According to Aina, the Centre’s work has ranged from acute and subacute toxicity tests to preclinical efficacy trials and preliminary clinical studies. Herbal eye medicines, bitters, rheumatism, malaria and typhoid herbal products were among those tested for acute toxicity.
Regarding efficacy, Aina alleges that such products demonstrated some suppression of malaria parasites in animal models but were unable to eliminate them. “Most only suppress the parasite without killing it,” he said, adding that this fell short of the standard seen with drugs such as chloroquine.
Aina urged herbal medicine producers to work closely with researchers to improve their products. “Herbalists and manufacturers should subject their remedies to safety profiling and identify the active ingredients responsible for any therapeutic effect. That is the only way to validate claims and ensure patients are not put at risk,” he said.
He further advised Nigerians to be cautious about untested remedies. “People should watch what they consume, especially when the efficacy is not guaranteed,” he warned.

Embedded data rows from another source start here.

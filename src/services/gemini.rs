//! Google Gemini API client for calming suggestions
//!
//! Thin wrapper around the Gemini generateContent endpoint. Only used to phrase
//! a short breathing exercise when the patient declines both calls.

use super::outcome::{with_timeout, ServiceOutcome};
use crate::config::ServicesConfig;
use async_trait::async_trait;
use reqwest::header::{HeaderValue, CONTENT_TYPE};
use serde::Deserialize;
use std::time::Duration;
use tracing::info;

pub const CALMING_SYSTEM_PROMPT: &str = "You are a calming medical assistant. The patient has elevated vitals but doesn't want to call anyone.

YOUR TASK: Provide ONE simple breathing exercise or calming technique (2-3 sentences max) to help lower their heart rate and blood pressure.

Example:
\"Try taking slow, deep breaths. Breathe in slowly through your nose for 4 counts, hold for 4 counts, then exhale through your mouth for 6 counts. Repeat this for a few minutes.\"

Keep it simple, calm, and actionable. Maximum 3 sentences.";

pub const CALMING_USER_PROMPT: &str = "Give me a breathing exercise to calm down.";

/// Produces a short calming suggestion
#[async_trait]
pub trait SuggestionGenerator: Send + Sync {
    async fn calming_suggestion(&self) -> ServiceOutcome<String>;
}

pub struct GeminiClient {
    client: reqwest::Client,
    api_key: String,
    endpoint: String,
    model: String,
    timeout: Duration,
}

// -- Response types --

#[derive(Debug, Deserialize)]
pub struct GeminiResponse {
    #[serde(default)]
    candidates: Vec<GeminiCandidate>,
}

#[derive(Debug, Deserialize)]
struct GeminiCandidate {
    content: GeminiResponseContent,
}

#[derive(Debug, Deserialize)]
struct GeminiResponseContent {
    #[serde(default)]
    parts: Vec<GeminiResponsePart>,
}

#[derive(Debug, Deserialize)]
struct GeminiResponsePart {
    text: Option<String>,
}

impl GeminiClient {
    pub fn new(config: &ServicesConfig) -> Result<Self, String> {
        if config.gemini_api_key.trim().is_empty() {
            return Err("Gemini API key is required".to_string());
        }

        let client = reqwest::Client::builder()
            .build()
            .map_err(|e| format!("Failed to create HTTP client: {}", e))?;

        Ok(Self {
            client,
            api_key: config.gemini_api_key.clone(),
            endpoint: config.gemini_endpoint.trim_end_matches('/').to_string(),
            model: config.gemini_model.clone(),
            timeout: Duration::from_secs(config.generation_timeout_secs),
        })
    }

    pub fn build_request_body(system_prompt: &str, user_prompt: &str) -> serde_json::Value {
        serde_json::json!({
            "system_instruction": {
                "parts": [{"text": system_prompt}]
            },
            "contents": [{
                "role": "user",
                "parts": [{"text": user_prompt}]
            }]
        })
    }

    pub fn extract_text(response: &GeminiResponse) -> Option<String> {
        response
            .candidates
            .first()
            .and_then(|c| c.content.parts.iter().find_map(|p| p.text.as_ref()))
            .map(|t| t.trim().to_string())
            .filter(|t| !t.is_empty())
    }

    async fn generate(&self, system_prompt: &str, user_prompt: &str) -> Result<String, String> {
        let url = format!("{}/{}:generateContent", self.endpoint, self.model);
        let body = Self::build_request_body(system_prompt, user_prompt);

        info!("Gemini generation: model={}", self.model);

        let response = self
            .client
            .post(&url)
            .header(CONTENT_TYPE, HeaderValue::from_static("application/json"))
            .header(
                "x-goog-api-key",
                HeaderValue::from_str(&self.api_key)
                    .map_err(|e| format!("Invalid API key header: {}", e))?,
            )
            .json(&body)
            .send()
            .await
            .map_err(|e| format!("Gemini API request failed: {}", e))?;

        let status = response.status();
        if !status.is_success() {
            let error_body = response.text().await.unwrap_or_default();
            let truncated: String = error_body.chars().take(200).collect();
            return Err(format!("Gemini API error {}: {}", status, truncated));
        }

        let gemini_response: GeminiResponse = response
            .json()
            .await
            .map_err(|e| format!("Failed to parse Gemini response: {}", e))?;

        Self::extract_text(&gemini_response)
            .ok_or_else(|| "Gemini response contained no text".to_string())
    }
}

#[async_trait]
impl SuggestionGenerator for GeminiClient {
    async fn calming_suggestion(&self) -> ServiceOutcome<String> {
        with_timeout(
            self.timeout,
            self.generate(CALMING_SYSTEM_PROMPT, CALMING_USER_PROMPT),
        )
        .await
    }
}

/// Used when no API key is configured
pub struct UnconfiguredGenerator;

#[async_trait]
impl SuggestionGenerator for UnconfiguredGenerator {
    async fn calming_suggestion(&self) -> ServiceOutcome<String> {
        ServiceOutcome::Unavailable("Gemini API key not configured".to_string())
    }
}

A research fellow at NIMR specialising in microbiology and public health, Dr Afeez Adekola, who presented findings on antimicrobial resistance, explained that his recent study analysed 276 genes in Salmonella enterica and found that nearly all carried antimicrobial resistance traits.
More than half showed resistance to common drugs like penicillin and ampicillin, while others displayed resistance to quinolones, a key frontline treatment for typhoid.
“When we compared the strains, Salmonella typhimurium, which causes gastroenteritis, had more resistance genes than Salmonella typhi, the cause of typhoid fever,” he said.
According to him, some bacterial genomes carried up to 15 resistance genes, making them potentially resistant to nearly all frontline drugs.
Adekola attributed the rise to plasmid-mediated transfer, a process through which bacteria share resistance genes among themselves. He warned that without stronger antibiotic stewardship, better surveillance, and investment in new therapies, infections like salmonellosis could become more expensive and difficult to treat.
Aina recalled that the centre also played “a crucial role” during the pandemic by conducting studies on chloroquine and hydroxychloroquine, testing COVID Organics for safety, and running preliminary vaccine-related experiments.
Despite this, he admitted the centre continues to struggle with inadequate laboratory equipment, poor animal housing facilities, and limited funding. Even so, the centre has contributed to capacity building, training more than 500 industrial trainees, 150 undergraduate and HND project students, 50 interns, and 8 Ph.D. candidates since its establishment in 2017.